--- Recorded information Enclosed Below ---

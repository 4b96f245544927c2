//! Attribute change tracking for hosts.
//!
//! Keeps, per column, the current value, the value as of the last persist
//! (`was`) and the value before the last save. A host stores one
//! [`TrackedColumns`] and delegates the value half of [`Host`] to it.
//!
//! [`Host`]: crate::core::Host

use serde::{Deserialize, Serialize};
use std::collections::BTreeMap;

#[derive(Clone, Debug, Default, PartialEq, Eq, Serialize, Deserialize)]
struct TrackedValue {
    current: Option<String>,
    was: Option<String>,
    before_last_save: Option<String>,
}

/// One pending change of a column.
#[derive(Clone, Debug, PartialEq, Eq, Serialize, Deserialize)]
pub struct Change {
    pub column: String,
    pub from: Option<String>,
    pub to: Option<String>,
}

/// Change-tracked string columns.
///
/// # Example
///
/// ```rust
/// use statekeeper::tracking::TrackedColumns;
///
/// let mut columns = TrackedColumns::new();
/// columns.set("account_state", "active");
/// columns.changes_applied();
///
/// columns.set("account_state", "inactive");
/// assert_eq!(columns.get("account_state"), Some("inactive"));
/// assert_eq!(columns.was("account_state"), Some("active"));
/// assert!(columns.changed("account_state"));
///
/// columns.changes_applied();
/// assert_eq!(columns.was("account_state"), Some("inactive"));
/// assert_eq!(columns.before_last_save("account_state"), Some("active"));
/// ```
#[derive(Clone, Debug, Default, PartialEq, Eq, Serialize, Deserialize)]
pub struct TrackedColumns {
    columns: BTreeMap<String, TrackedValue>,
}

impl TrackedColumns {
    pub fn new() -> Self {
        Self::default()
    }

    pub fn get(&self, column: &str) -> Option<&str> {
        self.columns.get(column)?.current.as_deref()
    }

    /// Value as of the last persist.
    pub fn was(&self, column: &str) -> Option<&str> {
        self.columns.get(column)?.was.as_deref()
    }

    /// Value before the last persist.
    pub fn before_last_save(&self, column: &str) -> Option<&str> {
        self.columns.get(column)?.before_last_save.as_deref()
    }

    pub fn set(&mut self, column: &str, value: impl AsRef<str>) {
        self.entry(column).current = Some(value.as_ref().to_string());
    }

    pub fn clear(&mut self, column: &str) {
        self.entry(column).current = None;
    }

    /// Whether the column differs from its last persisted value. Setting a
    /// column back to that value clears the change.
    pub fn changed(&self, column: &str) -> bool {
        self.columns
            .get(column)
            .is_some_and(|v| v.current != v.was)
    }

    /// Pending changes in column-name order.
    pub fn changes(&self) -> Vec<Change> {
        self.columns
            .iter()
            .filter(|(_, v)| v.current != v.was)
            .map(|(column, v)| Change {
                column: column.clone(),
                from: v.was.clone(),
                to: v.current.clone(),
            })
            .collect()
    }

    /// Mark current values as persisted.
    pub fn changes_applied(&mut self) {
        for value in self.columns.values_mut() {
            value.before_last_save = value.was.take();
            value.was = value.current.clone();
        }
    }

    fn entry(&mut self, column: &str) -> &mut TrackedValue {
        self.columns.entry(column.to_string()).or_default()
    }
}

#[cfg(test)]
mod tests {
    use super::*;

    #[test]
    fn new_columns_are_blank() {
        let columns = TrackedColumns::new();
        assert_eq!(columns.get("state"), None);
        assert_eq!(columns.was("state"), None);
        assert!(!columns.changed("state"));
    }

    #[test]
    fn setting_back_to_persisted_value_clears_change() {
        let mut columns = TrackedColumns::new();
        columns.set("state", "active");
        columns.changes_applied();

        columns.set("state", "inactive");
        assert!(columns.changed("state"));
        columns.set("state", "active");
        assert!(!columns.changed("state"));
        assert!(columns.changes().is_empty());
    }

    #[test]
    fn changes_lists_pending_transitions() {
        let mut columns = TrackedColumns::new();
        columns.set("b", "two");
        columns.set("a", "one");

        let changes = columns.changes();
        assert_eq!(changes.len(), 2);
        assert_eq!(changes[0].column, "a");
        assert_eq!(changes[0].from, None);
        assert_eq!(changes[0].to.as_deref(), Some("one"));
    }

    #[test]
    fn changes_applied_shifts_history() {
        let mut columns = TrackedColumns::new();
        columns.set("state", "one");
        columns.changes_applied();
        assert_eq!(columns.before_last_save("state"), None);

        columns.set("state", "two");
        columns.changes_applied();
        assert_eq!(columns.before_last_save("state"), Some("one"));
        assert_eq!(columns.was("state"), Some("two"));

        columns.changes_applied();
        assert_eq!(columns.before_last_save("state"), Some("two"));
    }

    #[test]
    fn clear_blanks_current_value() {
        let mut columns = TrackedColumns::new();
        columns.set("state", "one");
        columns.clear("state");
        assert_eq!(columns.get("state"), None);
    }

    #[test]
    fn tracked_columns_serialize() {
        let mut columns = TrackedColumns::new();
        columns.set("state", "one");
        columns.changes_applied();
        columns.set("state", "two");

        let json = serde_json::to_string(&columns).unwrap();
        let restored: TrackedColumns = serde_json::from_str(&json).unwrap();
        assert_eq!(restored, columns);
        assert!(restored.changed("state"));
    }
}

--- End of Enclosed Recorded information ---

#### To do
This exercise calls for an exact reproduction of the material.

#### Answer for the task
repository 4b96f245544927c2
//! Attribute change tracking for hosts.
//!
//! Keeps, per column, the current value, the value as of the last persist
//! (`was`) and the value before the last save. A host stores one
//! [`TrackedColumns`] and delegates the value half of [`Host`] to it.
//!
//! [`Host`]: crate::core::Host

use serde::{Deserialize, Serialize};
use std::collections::BTreeMap;

#[derive(Clone, Debug, Default, PartialEq, Eq, Serialize, Deserialize)]
struct TrackedValue {
    current: Option<String>,
    was: Option<String>,
    before_last_save: Option<String>,
}

/// One pending change of a column.
#[derive(Clone, Debug, PartialEq, Eq, Serialize, Deserialize)]
pub struct Change {
    pub column: String,
    pub from: Option<String>,
    pub to: Option<String>,
}

/// Change-tracked string columns.
///
/// # Example
///
/// ```rust
/// use statekeeper::tracking::TrackedColumns;
///
/// let mut columns = TrackedColumns::new();
/// columns.set("account_state", "active");
/// columns.changes_applied();
///
/// columns.set("account_state", "inactive");
/// assert_eq!(columns.get("account_state"), Some("inactive"));
/// assert_eq!(columns.was("account_state"), Some("active"));
/// assert!(columns.changed("account_state"));
///
/// columns.changes_applied();
/// assert_eq!(columns.was("account_state"), Some("inactive"));
/// assert_eq!(columns.before_last_save("account_state"), Some("active"));
/// ```
#[derive(Clone, Debug, Default, PartialEq, Eq, Serialize, Deserialize)]
pub struct TrackedColumns {
    columns: BTreeMap<String, TrackedValue>,
}

impl TrackedColumns {
    pub fn new() -> Self {
        Self::default()
    }

    pub fn get(&self, column: &str) -> Option<&str> {
        self.columns.get(column)?.current.as_deref()
    }

    /// Value as of the last persist.
    pub fn was(&self, column: &str) -> Option<&str> {
        self.columns.get(column)?.was.as_deref()
    }

    /// Value before the last persist.
    pub fn before_last_save(&self, column: &str) -> Option<&str> {
        self.columns.get(column)?.before_last_save.as_deref()
    }

    pub fn set(&mut self, column: &str, value: impl AsRef<str>) {
        self.entry(column).current = Some(value.as_ref().to_string());
    }

    pub fn clear(&mut self, column: &str) {
        self.entry(column).current = None;
    }

    /// Whether the column differs from its last persisted value. Setting a
    /// column back to that value clears the change.
    pub fn changed(&self, column: &str) -> bool {
        self.columns
            .get(column)
            .is_some_and(|v| v.current != v.was)
    }

    /// Pending changes in column-name order.
    pub fn changes(&self) -> Vec<Change> {
        self.columns
            .iter()
            .filter(|(_, v)| v.current != v.was)
            .map(|(column, v)| Change {
                column: column.clone(),
                from: v.was.clone(),
                to: v.current.clone(),
            })
            .collect()
    }

    /// Mark current values as persisted.
    pub fn changes_applied(&mut self) {
        for value in self.columns.values_mut() {
            value.before_last_save = value.was.take();
            value.was = value.current.clone();
        }
    }

    fn entry(&mut self, column: &str) -> &mut TrackedValue {
        self.columns.entry(column.to_string()).or_default()
    }
}

#[cfg(test)]
mod tests {
    use super::*;

    #[test]
    fn new_columns_are_blank() {
        let columns = TrackedColumns::new();
        assert_eq!(columns.get("state"), None);
        assert_eq!(columns.was("state"), None);
        assert!(!columns.changed("state"));
    }

    #[test]
    fn setting_back_to_persisted_value_clears_change() {
        let mut columns = TrackedColumns::new();
        columns.set("state", "active");
        columns.changes_applied();

        columns.set("state", "inactive");
        assert!(columns.changed("state"));
        columns.set("state", "active");
        assert!(!columns.changed("state"));
        assert!(columns.changes().is_empty());
    }

    #[test]
    fn changes_lists_pending_transitions() {
        let mut columns = TrackedColumns::new();
        columns.set("b", "two");
        columns.set("a", "one");

        let changes = columns.changes();
        assert_eq!(changes.len(), 2);
        assert_eq!(changes[0].column, "a");
        assert_eq!(changes[0].from, None);
        assert_eq!(changes[0].to.as_deref(), Some("one"));
    }

    #[test]
    fn changes_applied_shifts_history() {
        let mut columns = TrackedColumns::new();
        columns.set("state", "one");
        columns.changes_applied();
        assert_eq!(columns.before_last_save("state"), None);

        columns.set("state", "two");
        columns.changes_applied();
        assert_eq!(columns.before_last_save("state"), Some("one"));
        assert_eq!(columns.was("state"), Some("two"));

        columns.changes_applied();
        assert_eq!(columns.before_last_save("state"), Some("two"));
    }

    #[test]
    fn clear_blanks_current_value() {
        let mut columns = TrackedColumns::new();
        columns.set("state", "one");
        columns.clear("state");
        assert_eq!(columns.get("state"), None);
    }

    #[test]
    fn tracked_columns_serialize() {
        let mut columns = TrackedColumns::new();
        columns.set("state", "one");
        columns.changes_applied();
        columns.set("state", "two");

        let json = serde_json::to_string(&columns).unwrap();
        let restored: TrackedColumns = serde_json::from_str(&json).unwrap();
        assert_eq!(restored, columns);
        assert!(restored.changed("state"));
    }
}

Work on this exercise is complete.